*What the task asks*: Look over the listing below and report how many of its lines contain the string "statuses", with no other words.

(Entries shown)

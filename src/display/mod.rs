//! # Display
//!
//! Plain-text tables for the CLI. Kept apart from the reconcilers: every
//! function here takes already-fetched records and returns a `String`.

pub mod access_keys;
pub mod buckets;

/// Cut `value` to `keep` characters plus `...` when it is longer than `max`
pub(crate) fn truncate(value: &str, max: usize, keep: usize) -> String {
    if value.chars().count() > max {
        let mut cut: String = value.chars().take(keep).collect();
        cut.push_str("...");
        cut
    } else {
        value.to_string()
    }
}

/// `1234567` -> `1,234,567`
pub(crate) fn thousands(value: u64) -> String {
    let digits = value.to_string();
    let mut out = String::with_capacity(digits.len() + digits.len() / 3);
    for (i, c) in digits.chars().enumerate() {
        if i > 0 && (digits.len() - i) % 3 == 0 {
            out.push(',');
        }
        out.push(c);
    }
    out
}
//! Bucket tables.

use super::{thousands, truncate};
use crate::reconciler::{Bucket, BucketStatus};
use std::fmt::Write;

/// Table of buckets, or a notice when there are none
#[must_use]
pub fn bucket_table(buckets: &[Bucket]) -> String {
    if buckets.is_empty() {
        return "📭 No buckets found\n".to_string();
    }

    let mut out = String::new();
    let _ = writeln!(out, "\n📋 Buckets (total: {})", buckets.len());
    let _ = writeln!(out, "{}", "=".repeat(80));
    let _ = writeln!(out, "{:<30} {:<25} {:<15}", "BUCKET", "LAST MODIFIED", "SIZE");
    let _ = writeln!(out, "{}", "-".repeat(80));

    for bucket in buckets {
        let name = truncate(&bucket.name, 30, 28);
        let last_modified = bucket
            .last_modified
            .as_deref()
            .filter(|s| !s.is_empty())
            .map_or_else(|| "N/A".to_string(), |s| s.chars().take(24).collect());
        let size = format!("{} bytes", thousands(bucket.size_bytes));
        let _ = writeln!(out, "{name:<30} {last_modified:<25} {size:<15}");
    }

    let _ = writeln!(out, "{}", "=".repeat(80));
    out
}

/// Existence of each declared bucket
#[must_use]
pub fn status_table(statuses: &[BucketStatus]) -> String {
    let mut out = String::new();
    let _ = writeln!(out, "\n🎯 Declared bucket status");
    let _ = writeln!(out, "{}", "=".repeat(60));
    for status in statuses {
        let state = if status.exists { "✅ exists" } else { "❌ missing" };
        let _ = writeln!(out, "{:<30} {}", status.name, state);
    }
    let _ = writeln!(out, "{}", "=".repeat(60));
    out
}
//! # Constants
//!
//! Shared constants used throughout the reconciler.
//!
//! These values represent reasonable defaults and can be overridden via
//! environment variables where applicable.

/// Default mc alias bound to the cluster endpoint
pub const DEFAULT_ALIAS: &str = "myminio";

/// Label given to service access keys created without an explicit name
pub const DEFAULT_ACCESS_KEY_NAME: &str = "no-name";

/// Default administrative tool binary, resolved through `PATH`
pub const DEFAULT_MC_BINARY: &str = "mc";

/// Default log level when neither `RUST_LOG` nor `LOG_LEVEL` is set
pub const DEFAULT_LOG_LEVEL: &str = "info";

/// Minimum bucket name length (characters)
pub const MIN_BUCKET_NAME_LEN: usize = 3;

/// Maximum bucket name length (characters)
pub const MAX_BUCKET_NAME_LEN: usize = 63;

/// Region passed to the S3 client for the connectivity probe.
/// MinIO accepts any region unless one is configured server-side.
pub const PROBE_REGION: &str = "us-east-1";

/// `type` value mc emits for top-level buckets when listing an alias root
pub const FOLDER_ENTRY_TYPE: &str = "folder";

/// `status` envelope value mc attaches to every successful `--json` record
pub const MC_STATUS_SUCCESS: &str = "success";

pub const ENV_ENDPOINT: &str = "MINIO_ENDPOINT";
pub const ENV_ROOT_USER: &str = "MINIO_ROOT_USER";
pub const ENV_ROOT_PASSWORD: &str = "MINIO_ROOT_PASSWORD";
pub const ENV_ALIAS: &str = "MINIO_ALIAS";
pub const ENV_BUCKETS: &str = "MINIO_BUCKETS";
pub const ENV_ACCESS_KEY_NAME: &str = "MINIO_ACCESS_KEY_NAME";
pub const ENV_MC_PATH: &str = "MINIO_MC_PATH";
pub const ENV_LOG_LEVEL: &str = "LOG_LEVEL";
pub const ENV_LOG_FORMAT: &str = "LOG_FORMAT";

(End Entries shown)

*Solution for this task*: 2